Santosham. Samadhanam. Samptripti. (Malayalam)
Santosham. Samadhanam. Samptripti. (Malayalam)
Happiness. Peace. Contentment.
The words have appeared repeatedly during my stays in Kerala over the years. In conversations, in brochures explaining Ayurveda, hotels focusing on wellness. Three simple words, yet they seem to describe something increasingly difficult to find.
A curious thing has happened to travel over the past few years. Rest, once an unremarkable part of a holiday, now comes packaged under various names—wellness retreats, digital detoxes, calmcations. Hotels promise fewer distractions, deeper sleep, and a temporary escape from the demands of modern life.
In Kerala, nobody seems particularly interested in giving it a new name.
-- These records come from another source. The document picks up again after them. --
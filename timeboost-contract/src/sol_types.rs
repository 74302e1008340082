//! Solidity types for contract interaction

alloy::sol! {
    #[sol(rpc)]
    interface IExpressLaneAuction {
        struct Bid {
            address expressLaneController;
            uint256 amount;
            bytes signature;
        }

        struct ELCRound {
            address expressLaneController;
            uint64 round;
        }

        event AuctionResolved(
            bool indexed isMultiBidAuction,
            uint64 round,
            address indexed firstPriceBidder,
            address indexed firstPriceExpressLaneController,
            uint256 firstPriceAmount,
            uint256 price,
            uint64 roundStartTimestamp,
            uint64 roundEndTimestamp
        );

        error RoundAlreadyResolved(uint64 round);

        function roundTimingInfo()
            external
            view
            returns (
                int64 offsetTimestamp,
                uint64 roundDurationSeconds,
                uint64 auctionClosingSeconds,
                uint64 reserveSubmissionSeconds
            );

        function reservePrice() external view returns (uint256);

        function balanceOf(address account) external view returns (uint256);

        function deposit(uint256 amount) external;

        function resolveSingleBidAuction(Bid calldata firstPriceBid) external;

        function resolveMultiBidAuction(Bid calldata firstPriceBid, Bid calldata secondPriceBid)
            external;

        function resolvedRounds() external view returns (ELCRound memory, ELCRound memory);
    }
}

impl From<&timeboost_types::SignedBid> for IExpressLaneAuction::Bid {
    fn from(b: &timeboost_types::SignedBid) -> Self {
        Self {
            expressLaneController: *b.controller(),
            amount: b.amount(),
            signature: alloy::primitives::Bytes::copy_from_slice(&b.signature().to_bytes()),
        }
    }
}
The backwaters continue to flow at their own pace. Fishermen continue to cast their nets at dawn. Ayurvedic treatments remain part of everyday life rather than a passing trend. Life proceeds much as it always has, largely indifferent to whatever terminology the travel industry may have invented this season.
It was this promise of stillness that brought me to Kumarakom and, eventually, to Niraamaya Retreats Backwaters and Beyond.
The road to Kumarakom grows greener with every kilometre. Coconut palms begin appearing in clusters. Water flashes intermittently between them. Then the Vembanad Lake arrives, vast enough to dominate the landscape.
Niraamaya occupies seven acres along its banks. Pathways wind through gardens, linking villas, lawns, and common spaces. The lake remains a constant presence. It appears between rows of palms, beyond stretches of grass, and at the end of many walks through the property.

The retreat has 27 villas and suites spread across the grounds. I stayed in Tharavadu, a waterfront villa named after Kerala’s traditional ancestral homes. The architecture borrows from local design traditions—pitched roofs, wooden detailing, and deep verandahs designed for shade rather than display.

Most mornings began outdoors. A cup of tea or warm herbal water called chukku vellam, a light breeze from the water, and the occasional houseboat making its way across the lake. Fishermen passed by in narrow wooden boats. Egrets occupied the shallows.
Days acquired a gentle structure. Breakfast stretched longer than intended. Walks around the property often ended beside the water. Books remained open for hours. Nobody appeared particularly concerned with accomplishing very much.
That seemed perfectly acceptable in Kumarakom.

The following morning, I boarded a small boat and headed into the villages that line the backwaters.
The journey took only a few minutes. We turned into narrower channels where homes stood close to the water and coconut palms leaned over the banks. At one such house, a family welcomed us into their courtyard and introduced us to the tree that appears to hold half of Kerala together.
The first lesson involved coir.
A mound of coconut husks occupied one corner of the yard. The fibres extracted from them were twisted into rope using a simple spinning device. The process looked straightforward while someone else was doing it. My attempt suggested otherwise. The rope I produced lacked both shape and conviction. The woman guiding me corrected it within seconds.

Mat weaving followed.
Seated on the floor, I watched palm fibres disappear into an intricate pattern. The woman beside me worked steadily, barely glancing at her hands. My own efforts required considerably more concentration and several helpful interventions.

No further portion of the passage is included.